Ainsi, face à des pédopsychiatres rarement formés aux méthodes comportementalistes, les parents n’ont qu’une issue : recourir aux associations pour bénéficier d’un programme éducatif (qui doit d’ailleurs être particulier à chaque enfant). Pour la conduite de ce programme, il faut payer les services (2.000 dirhams mensuellement) d’une éducatrice AVS (auxiliaire de vie scolaire), au moins 30 heures par semaine, et qui est formée au sein des associations. Entre l’éducatrice, la psychomotricienne, l’orthophoniste, la psychologue AVEA et le pédopsychiatre, entre autres, il faut compter entre 6.000 et 7.000 dirhams par mois, estime Mme Idrissi. Vous l’avez compris, il faut être riche pour prendre en charge un autiste. «Nous rencontrons beaucoup de familles démunies qui, malheureusement, face aux coûts exorbitants, laissent tomber, car ils ne peuvent plus prendre en charge leurs enfants. De même, l’État ne les prend pas en charge. Les parents sont livrés à eux-mêmes», se désole Mme Amrani.

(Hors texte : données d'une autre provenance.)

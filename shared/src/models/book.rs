//! Book & Shelf Models

use serde::{Deserialize, Serialize};

/// Book entity — a plain row; external metadata lookup is not our concern
#[derive(Debug, Clone, Serialize, Deserialize)]
#[cfg_attr(feature = "db", derive(sqlx::FromRow))]
pub struct Book {
    pub id: i64,
    pub title: String,
    pub author: String,
    pub created_at: i64,
}

/// Create book payload
#[derive(Debug, Clone, Serialize, Deserialize)]
pub struct BookCreate {
    pub title: String,
    pub author: String,
}

/// Shelf status for a user's personal book record
#[derive(Debug, Clone, Copy, PartialEq, Eq, Serialize, Deserialize)]
#[serde(rename_all = "SCREAMING_SNAKE_CASE")]
#[cfg_attr(feature = "db", derive(sqlx::Type))]
#[cfg_attr(feature = "db", sqlx(rename_all = "SCREAMING_SNAKE_CASE"))]
pub enum ShelfStatus {
    WantToRead,
    Reading,
    Finished,
}

/// Personal shelf record (one per user+book)
#[derive(Debug, Clone, Serialize, Deserialize)]
#[cfg_attr(feature = "db", derive(sqlx::FromRow))]
pub struct UserBook {
    pub id: i64,
    pub user_id: i64,
    pub book_id: i64,
    pub status: ShelfStatus,
    /// Set when status becomes FINISHED; feeds books_read achievement counting
    pub finished_at: Option<i64>,
    pub created_at: i64,
    pub updated_at: i64,
}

Ce qui facilite encore moins la tâche aux parents, c'est que d’autres entraves se dressent et font que l’autiste est condamné à l'exclusion. L’exemple le plus frappant est celui des écoles qui n’acceptent pas les autistes et refusent la présence d’AVS au sein des établissements. Même ceux qui ont la chance de trouver un banc dans une école, ils rencontrent plusieurs problèmes. «Actuellement, je suis perdue. À l’école, avec le logiciel Massar, ma fille de 8 ans ne peut pas valider une deuxième langue, car elle ne l’a pas apprise. En effet, pour démarrer la communication verbale, il faut commencer par une seule langue. On a dû remettre une attestation du pédopsychiatre et on attend toujours une réponse de l’Académie de l’éducation nationale», souligne Mme Irdissi. Même constat d’exclusion dans le milieu professionnel, puisque cette dernière nous confie que l'Office de la formation professionnelle et de la promotion du travail (OFPPT) n’accepte pas les dossiers des autistes. Une aberration, selon elle. Elle nous fait part de son inquiétude quant à cette situation qui découle d’un problème plus global.

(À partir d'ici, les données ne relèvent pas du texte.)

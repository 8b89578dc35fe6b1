//! Meeting lifecycle
//!
//! Meetings move SCHEDULED → COMPLETED | CANCELLED; [`attendance`] holds
//! the pure RSVP-to-attendance seeding used at completion time.

pub mod attendance;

En fait, il n’existe pas de statut ou de règle précise pour un autiste au Maroc. Que ce soit pour l’héritage, dans les juridictions, à l’école, dans la rue, aux commissariats, les autistes sont souvent écartés et exclus, ce qui ajoute à leur malaise social. Au Canada, à titre d’exemple, dans chaque quartier, les commissariats ont des fiches avec les autistes présents dans leur périmètre et ces derniers disposent de bracelets ou de badges avec le nom du médecin traitant. Un exemple qui montre l’énorme retard pris par le Maroc sur ce chantier.